Search the records for lines that contain the word "AgentResult". Copy them all.

##### Recorded data

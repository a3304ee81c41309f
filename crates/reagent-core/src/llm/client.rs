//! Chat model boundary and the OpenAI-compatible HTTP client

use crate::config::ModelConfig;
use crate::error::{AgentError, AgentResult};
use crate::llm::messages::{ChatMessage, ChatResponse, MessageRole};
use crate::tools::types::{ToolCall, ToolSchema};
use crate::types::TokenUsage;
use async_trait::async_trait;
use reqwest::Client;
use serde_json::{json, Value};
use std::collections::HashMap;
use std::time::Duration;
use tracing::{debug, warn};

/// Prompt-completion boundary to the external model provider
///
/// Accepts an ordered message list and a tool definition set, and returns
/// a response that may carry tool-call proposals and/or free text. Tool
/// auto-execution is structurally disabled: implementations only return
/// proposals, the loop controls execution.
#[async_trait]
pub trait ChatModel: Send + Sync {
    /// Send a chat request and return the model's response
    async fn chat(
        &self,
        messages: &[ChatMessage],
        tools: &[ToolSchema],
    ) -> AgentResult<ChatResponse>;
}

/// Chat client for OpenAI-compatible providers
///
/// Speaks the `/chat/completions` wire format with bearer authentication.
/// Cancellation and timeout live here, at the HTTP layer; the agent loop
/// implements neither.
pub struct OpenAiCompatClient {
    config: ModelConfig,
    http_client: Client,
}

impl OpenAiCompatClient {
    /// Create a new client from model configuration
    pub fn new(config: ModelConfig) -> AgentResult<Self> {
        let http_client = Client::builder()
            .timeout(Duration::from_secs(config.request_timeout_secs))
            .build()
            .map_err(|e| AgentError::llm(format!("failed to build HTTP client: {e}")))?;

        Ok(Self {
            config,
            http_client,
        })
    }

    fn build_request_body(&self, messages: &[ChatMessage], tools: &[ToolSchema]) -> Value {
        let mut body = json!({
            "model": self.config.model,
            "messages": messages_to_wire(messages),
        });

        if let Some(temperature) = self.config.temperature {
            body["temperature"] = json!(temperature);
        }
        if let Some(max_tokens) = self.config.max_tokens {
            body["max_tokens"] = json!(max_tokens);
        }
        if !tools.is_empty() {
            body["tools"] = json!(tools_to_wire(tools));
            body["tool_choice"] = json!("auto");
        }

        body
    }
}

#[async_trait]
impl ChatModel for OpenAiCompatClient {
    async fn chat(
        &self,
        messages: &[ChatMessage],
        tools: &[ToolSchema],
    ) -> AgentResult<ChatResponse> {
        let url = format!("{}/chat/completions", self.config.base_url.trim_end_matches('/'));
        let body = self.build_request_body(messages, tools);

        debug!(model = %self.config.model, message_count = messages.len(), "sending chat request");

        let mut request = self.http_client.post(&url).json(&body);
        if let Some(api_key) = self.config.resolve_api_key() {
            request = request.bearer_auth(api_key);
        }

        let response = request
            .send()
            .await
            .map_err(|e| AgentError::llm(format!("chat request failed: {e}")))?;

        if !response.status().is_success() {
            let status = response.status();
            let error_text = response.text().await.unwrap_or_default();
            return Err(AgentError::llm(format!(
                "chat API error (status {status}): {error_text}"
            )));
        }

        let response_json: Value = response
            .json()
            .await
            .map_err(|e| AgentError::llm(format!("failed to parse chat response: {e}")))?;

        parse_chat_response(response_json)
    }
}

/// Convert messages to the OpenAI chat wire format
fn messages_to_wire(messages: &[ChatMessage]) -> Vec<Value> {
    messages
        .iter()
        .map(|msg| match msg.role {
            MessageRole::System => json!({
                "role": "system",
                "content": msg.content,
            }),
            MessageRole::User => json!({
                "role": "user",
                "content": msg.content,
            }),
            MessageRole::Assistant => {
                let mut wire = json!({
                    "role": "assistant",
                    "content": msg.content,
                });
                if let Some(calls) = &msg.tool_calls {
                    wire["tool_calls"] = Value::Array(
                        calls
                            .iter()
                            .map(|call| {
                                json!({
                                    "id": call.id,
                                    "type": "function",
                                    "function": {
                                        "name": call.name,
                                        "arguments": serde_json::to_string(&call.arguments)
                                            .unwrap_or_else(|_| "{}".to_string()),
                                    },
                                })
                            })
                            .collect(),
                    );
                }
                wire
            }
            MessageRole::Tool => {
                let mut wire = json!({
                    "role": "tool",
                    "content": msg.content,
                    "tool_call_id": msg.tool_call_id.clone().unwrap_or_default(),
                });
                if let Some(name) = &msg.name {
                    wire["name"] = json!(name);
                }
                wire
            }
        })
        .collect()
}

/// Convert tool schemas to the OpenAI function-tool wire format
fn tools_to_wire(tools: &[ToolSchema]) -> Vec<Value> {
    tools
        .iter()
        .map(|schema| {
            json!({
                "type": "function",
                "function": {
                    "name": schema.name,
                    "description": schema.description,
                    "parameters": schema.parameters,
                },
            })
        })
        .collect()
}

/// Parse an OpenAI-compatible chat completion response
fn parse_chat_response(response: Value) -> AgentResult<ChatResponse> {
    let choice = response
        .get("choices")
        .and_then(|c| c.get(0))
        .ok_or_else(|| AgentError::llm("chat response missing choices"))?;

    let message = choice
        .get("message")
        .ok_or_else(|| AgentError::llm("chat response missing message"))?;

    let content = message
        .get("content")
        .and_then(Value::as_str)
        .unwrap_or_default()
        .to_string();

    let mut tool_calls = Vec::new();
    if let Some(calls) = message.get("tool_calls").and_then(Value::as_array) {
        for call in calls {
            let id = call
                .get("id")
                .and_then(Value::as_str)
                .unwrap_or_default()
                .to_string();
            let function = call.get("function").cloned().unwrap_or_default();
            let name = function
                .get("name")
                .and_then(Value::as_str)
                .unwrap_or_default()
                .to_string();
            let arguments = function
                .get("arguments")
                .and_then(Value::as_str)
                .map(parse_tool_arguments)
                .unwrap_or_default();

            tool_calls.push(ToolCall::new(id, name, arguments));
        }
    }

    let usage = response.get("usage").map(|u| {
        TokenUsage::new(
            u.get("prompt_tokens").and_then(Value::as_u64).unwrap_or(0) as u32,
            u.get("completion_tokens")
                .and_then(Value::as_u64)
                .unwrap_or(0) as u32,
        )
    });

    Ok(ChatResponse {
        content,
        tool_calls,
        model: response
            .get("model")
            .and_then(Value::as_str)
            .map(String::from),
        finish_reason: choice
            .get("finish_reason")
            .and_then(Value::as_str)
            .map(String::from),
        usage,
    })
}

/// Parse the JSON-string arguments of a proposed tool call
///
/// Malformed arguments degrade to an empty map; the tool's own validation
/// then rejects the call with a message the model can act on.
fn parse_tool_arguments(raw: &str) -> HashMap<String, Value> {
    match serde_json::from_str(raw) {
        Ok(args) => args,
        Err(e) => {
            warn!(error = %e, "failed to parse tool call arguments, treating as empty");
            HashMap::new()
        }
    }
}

##########

▸ Result of this exercise
use crate::error::{AgentError, AgentResult};
    ) -> AgentResult<ChatResponse>;
    pub fn new(config: ModelConfig) -> AgentResult<Self> {
    ) -> AgentResult<ChatResponse> {
fn parse_chat_response(response: Value) -> AgentResult<ChatResponse> {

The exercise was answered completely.